ACTIVITY: Without adding or dropping anything, copy the entries below.

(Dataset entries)
//! Drawable leg geometry.
//!
//! Points are stored as (latitude, longitude). Providers that speak GeoJSON
//! hand over `[longitude, latitude]` pairs; the swap happens once, in
//! [`Polyline::from_lng_lat`], and nowhere else.

use serde::{Deserialize, Serialize};

#[derive(Debug, Clone, Default, PartialEq, Serialize, Deserialize)]
pub struct Polyline {
    points: Vec<(f64, f64)>,
}

/// Axis-aligned extent of a geometry.
#[derive(Debug, Clone, Copy, PartialEq, Serialize, Deserialize)]
pub struct Bounds {
    pub min: (f64, f64),
    pub max: (f64, f64),
}

impl Polyline {
    /// Each point is a (latitude, longitude) tuple.
    pub fn new(points: Vec<(f64, f64)>) -> Self {
        Self { points }
    }

    /// Builds a polyline from GeoJSON-ordered `[lng, lat]` positions.
    pub fn from_lng_lat(coordinates: &[[f64; 2]]) -> Self {
        Self {
            points: coordinates.iter().map(|[lng, lat]| (*lat, *lng)).collect(),
        }
    }

    pub fn points(&self) -> &[(f64, f64)] {
        &self.points
    }

    pub fn into_points(self) -> Vec<(f64, f64)> {
        self.points
    }

    pub fn is_empty(&self) -> bool {
        self.points.is_empty()
    }

    /// Extent of the geometry, `None` when there are no points.
    pub fn bounds(&self) -> Option<Bounds> {
        let (&first, rest) = self.points.split_first()?;
        let bounds = rest.iter().fold(
            Bounds { min: first, max: first },
            |acc, &(lat, lng)| Bounds {
                min: (acc.min.0.min(lat), acc.min.1.min(lng)),
                max: (acc.max.0.max(lat), acc.max.1.max(lng)),
            },
        );
        Some(bounds)
    }
}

ANSWER AREA:
//! Drawable leg geometry.
//!
//! Points are stored as (latitude, longitude). Providers that speak GeoJSON
//! hand over `[longitude, latitude]` pairs; the swap happens once, in
//! [`Polyline::from_lng_lat`], and nowhere else.

use serde::{Deserialize, Serialize};

#[derive(Debug, Clone, Default, PartialEq, Serialize, Deserialize)]
pub struct Polyline {
    points: Vec<(f64, f64)>,
}

/// Axis-aligned extent of a geometry.
#[derive(Debug, Clone, Copy, PartialEq, Serialize, Deserialize)]
pub struct Bounds {
    pub min: (f64, f64),
    pub max: (f64, f64),
}

impl Polyline {
    /// Each point is a (latitude, longitude) tuple.
    pub fn new(points: Vec<(f64, f64)>) -> Self {
        Self { points }
    }

    /// Builds a polyline from GeoJSON-ordered `[lng, lat]` positions.
    pub fn from_lng_lat(coordinates: &[[f64; 2]]) -> Self {
        Self {
            points: coordinates.iter().map(|[lng, lat]| (*lat, *lng)).collect(),
        }
    }

    pub fn points(&self) -> &[(f64, f64)] {
        &self.points
    }

    pub fn into_points(self) -> Vec<(f64, f64)> {
        self.points
    }

    pub fn is_empty(&self) -> bool {
        self.points.is_empty()
    }

    /// Extent of the geometry, `None` when there are no points.
    pub fn bounds(&self) -> Option<Bounds> {
        let (&first, rest) = self.points.split_first()?;
        let bounds = rest.iter().fold(
            Bounds { min: first, max: first },
            |acc, &(lat, lng)| Bounds {
                min: (acc.min.0.min(lat), acc.min.1.min(lng)),
                max: (acc.max.0.max(lat), acc.max.1.max(lng)),
            },
        );
        Some(bounds)
    }
}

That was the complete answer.